## WHAT IS BEING ASKED
Whenever a line below includes the word "benches", copy that line.

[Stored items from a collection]
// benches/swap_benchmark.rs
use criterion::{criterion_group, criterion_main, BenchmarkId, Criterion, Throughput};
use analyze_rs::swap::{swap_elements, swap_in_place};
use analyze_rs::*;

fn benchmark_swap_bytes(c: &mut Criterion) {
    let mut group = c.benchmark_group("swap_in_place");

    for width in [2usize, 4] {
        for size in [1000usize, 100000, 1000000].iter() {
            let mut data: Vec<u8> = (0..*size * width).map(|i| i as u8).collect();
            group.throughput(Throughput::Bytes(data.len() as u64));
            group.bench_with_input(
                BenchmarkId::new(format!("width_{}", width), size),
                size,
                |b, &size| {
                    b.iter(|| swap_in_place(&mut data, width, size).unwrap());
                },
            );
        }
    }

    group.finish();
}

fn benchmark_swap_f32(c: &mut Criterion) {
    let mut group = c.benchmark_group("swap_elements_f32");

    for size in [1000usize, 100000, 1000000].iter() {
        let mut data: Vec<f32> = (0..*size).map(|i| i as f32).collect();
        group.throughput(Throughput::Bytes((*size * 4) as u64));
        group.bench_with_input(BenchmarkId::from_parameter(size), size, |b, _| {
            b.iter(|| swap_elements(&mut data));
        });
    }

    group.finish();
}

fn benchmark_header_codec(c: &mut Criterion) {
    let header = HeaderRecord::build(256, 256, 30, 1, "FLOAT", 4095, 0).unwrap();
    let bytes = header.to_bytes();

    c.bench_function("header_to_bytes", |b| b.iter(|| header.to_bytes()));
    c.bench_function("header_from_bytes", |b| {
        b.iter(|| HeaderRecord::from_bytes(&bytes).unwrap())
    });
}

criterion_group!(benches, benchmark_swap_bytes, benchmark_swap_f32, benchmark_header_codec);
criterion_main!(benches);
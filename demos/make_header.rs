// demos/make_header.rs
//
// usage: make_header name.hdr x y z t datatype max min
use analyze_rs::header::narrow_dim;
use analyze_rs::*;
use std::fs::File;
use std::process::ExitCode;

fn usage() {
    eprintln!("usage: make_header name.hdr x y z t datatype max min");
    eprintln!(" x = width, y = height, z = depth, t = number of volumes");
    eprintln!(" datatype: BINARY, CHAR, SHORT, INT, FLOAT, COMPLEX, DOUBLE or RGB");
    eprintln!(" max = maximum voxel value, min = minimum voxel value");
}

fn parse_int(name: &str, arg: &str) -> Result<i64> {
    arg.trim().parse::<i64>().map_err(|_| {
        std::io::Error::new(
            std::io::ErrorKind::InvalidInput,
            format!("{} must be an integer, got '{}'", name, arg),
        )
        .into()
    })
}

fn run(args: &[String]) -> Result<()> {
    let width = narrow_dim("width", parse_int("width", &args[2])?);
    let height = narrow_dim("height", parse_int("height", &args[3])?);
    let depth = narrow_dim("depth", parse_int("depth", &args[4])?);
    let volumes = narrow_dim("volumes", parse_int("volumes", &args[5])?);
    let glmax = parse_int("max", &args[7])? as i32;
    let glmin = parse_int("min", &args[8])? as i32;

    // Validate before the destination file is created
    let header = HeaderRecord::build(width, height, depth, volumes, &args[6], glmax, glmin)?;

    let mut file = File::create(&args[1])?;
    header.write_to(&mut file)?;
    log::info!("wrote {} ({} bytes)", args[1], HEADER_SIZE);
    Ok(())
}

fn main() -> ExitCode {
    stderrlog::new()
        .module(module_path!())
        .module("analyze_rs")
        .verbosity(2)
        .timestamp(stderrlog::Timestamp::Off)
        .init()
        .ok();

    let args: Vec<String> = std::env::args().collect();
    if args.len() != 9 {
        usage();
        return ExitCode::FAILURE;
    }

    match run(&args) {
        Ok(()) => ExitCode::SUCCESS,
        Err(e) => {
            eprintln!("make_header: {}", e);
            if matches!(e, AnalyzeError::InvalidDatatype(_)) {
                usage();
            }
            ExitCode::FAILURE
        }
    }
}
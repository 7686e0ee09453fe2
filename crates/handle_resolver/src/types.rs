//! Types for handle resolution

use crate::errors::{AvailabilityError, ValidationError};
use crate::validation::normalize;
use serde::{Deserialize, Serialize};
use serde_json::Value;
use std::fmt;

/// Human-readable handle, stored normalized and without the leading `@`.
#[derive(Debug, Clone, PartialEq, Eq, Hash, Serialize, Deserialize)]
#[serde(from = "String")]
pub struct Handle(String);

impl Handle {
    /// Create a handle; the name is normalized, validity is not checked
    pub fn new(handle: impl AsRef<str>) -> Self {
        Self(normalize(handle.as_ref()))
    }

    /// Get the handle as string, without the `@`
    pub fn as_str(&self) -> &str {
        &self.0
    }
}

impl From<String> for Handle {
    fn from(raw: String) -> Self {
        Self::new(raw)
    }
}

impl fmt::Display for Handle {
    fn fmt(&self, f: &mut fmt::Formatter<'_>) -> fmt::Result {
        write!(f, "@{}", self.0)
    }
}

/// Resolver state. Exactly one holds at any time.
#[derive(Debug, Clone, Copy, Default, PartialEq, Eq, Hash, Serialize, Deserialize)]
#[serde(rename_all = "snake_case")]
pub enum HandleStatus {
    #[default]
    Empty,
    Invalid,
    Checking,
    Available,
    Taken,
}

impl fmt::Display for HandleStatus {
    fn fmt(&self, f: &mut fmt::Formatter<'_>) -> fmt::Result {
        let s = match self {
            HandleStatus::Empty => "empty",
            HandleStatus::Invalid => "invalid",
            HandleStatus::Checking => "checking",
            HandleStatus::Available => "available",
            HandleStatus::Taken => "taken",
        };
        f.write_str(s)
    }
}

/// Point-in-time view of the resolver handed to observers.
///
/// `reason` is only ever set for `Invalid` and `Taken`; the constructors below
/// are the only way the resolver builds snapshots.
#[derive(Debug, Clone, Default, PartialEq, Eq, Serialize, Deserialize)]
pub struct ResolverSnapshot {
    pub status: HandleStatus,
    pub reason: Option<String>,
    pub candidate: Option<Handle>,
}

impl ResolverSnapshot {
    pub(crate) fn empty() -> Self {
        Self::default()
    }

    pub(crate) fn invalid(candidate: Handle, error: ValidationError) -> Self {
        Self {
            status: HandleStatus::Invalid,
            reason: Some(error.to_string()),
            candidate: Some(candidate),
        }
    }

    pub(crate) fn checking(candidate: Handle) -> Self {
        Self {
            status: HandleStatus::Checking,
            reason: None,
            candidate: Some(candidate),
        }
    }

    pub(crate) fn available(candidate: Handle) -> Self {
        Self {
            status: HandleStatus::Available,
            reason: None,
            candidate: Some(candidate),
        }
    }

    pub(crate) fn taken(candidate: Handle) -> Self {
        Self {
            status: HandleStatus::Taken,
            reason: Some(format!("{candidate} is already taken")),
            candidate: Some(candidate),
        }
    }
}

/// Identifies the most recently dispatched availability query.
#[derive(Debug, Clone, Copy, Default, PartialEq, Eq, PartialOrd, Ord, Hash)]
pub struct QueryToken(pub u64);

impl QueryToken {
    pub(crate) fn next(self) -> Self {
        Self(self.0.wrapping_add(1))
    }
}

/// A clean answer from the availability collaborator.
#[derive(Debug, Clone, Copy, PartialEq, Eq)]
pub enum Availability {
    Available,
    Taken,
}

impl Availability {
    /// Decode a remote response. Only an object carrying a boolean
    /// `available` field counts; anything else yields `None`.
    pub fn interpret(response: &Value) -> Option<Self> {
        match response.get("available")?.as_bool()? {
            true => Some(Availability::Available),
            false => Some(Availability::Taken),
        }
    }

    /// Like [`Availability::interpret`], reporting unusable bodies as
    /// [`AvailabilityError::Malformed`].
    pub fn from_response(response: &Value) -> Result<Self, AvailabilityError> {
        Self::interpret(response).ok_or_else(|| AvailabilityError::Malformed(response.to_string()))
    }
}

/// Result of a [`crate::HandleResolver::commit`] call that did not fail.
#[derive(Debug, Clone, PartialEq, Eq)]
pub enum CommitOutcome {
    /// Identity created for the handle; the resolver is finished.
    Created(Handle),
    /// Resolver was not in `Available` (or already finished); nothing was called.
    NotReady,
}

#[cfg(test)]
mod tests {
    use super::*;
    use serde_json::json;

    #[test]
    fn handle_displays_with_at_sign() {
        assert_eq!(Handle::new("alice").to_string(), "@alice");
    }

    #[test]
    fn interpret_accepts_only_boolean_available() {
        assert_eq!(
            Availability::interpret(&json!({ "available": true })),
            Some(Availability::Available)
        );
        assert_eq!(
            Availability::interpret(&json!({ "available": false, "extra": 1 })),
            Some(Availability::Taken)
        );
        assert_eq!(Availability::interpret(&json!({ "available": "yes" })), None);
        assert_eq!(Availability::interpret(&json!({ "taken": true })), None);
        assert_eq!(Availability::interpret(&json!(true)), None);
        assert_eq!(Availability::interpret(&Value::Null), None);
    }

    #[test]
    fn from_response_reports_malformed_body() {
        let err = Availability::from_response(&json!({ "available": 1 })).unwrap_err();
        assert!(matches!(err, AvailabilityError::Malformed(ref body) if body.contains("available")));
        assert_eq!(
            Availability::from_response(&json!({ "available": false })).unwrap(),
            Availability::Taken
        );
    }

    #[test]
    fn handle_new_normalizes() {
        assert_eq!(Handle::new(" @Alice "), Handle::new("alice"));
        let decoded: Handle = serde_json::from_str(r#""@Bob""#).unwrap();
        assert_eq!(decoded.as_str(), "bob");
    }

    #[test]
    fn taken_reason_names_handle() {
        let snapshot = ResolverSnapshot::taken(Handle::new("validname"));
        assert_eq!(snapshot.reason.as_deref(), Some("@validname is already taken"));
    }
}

## WRITTEN REPLY
// benches/swap_benchmark.rs
criterion_group!(benches, benchmark_swap_bytes, benchmark_swap_f32, benchmark_header_codec);
criterion_main!(benches);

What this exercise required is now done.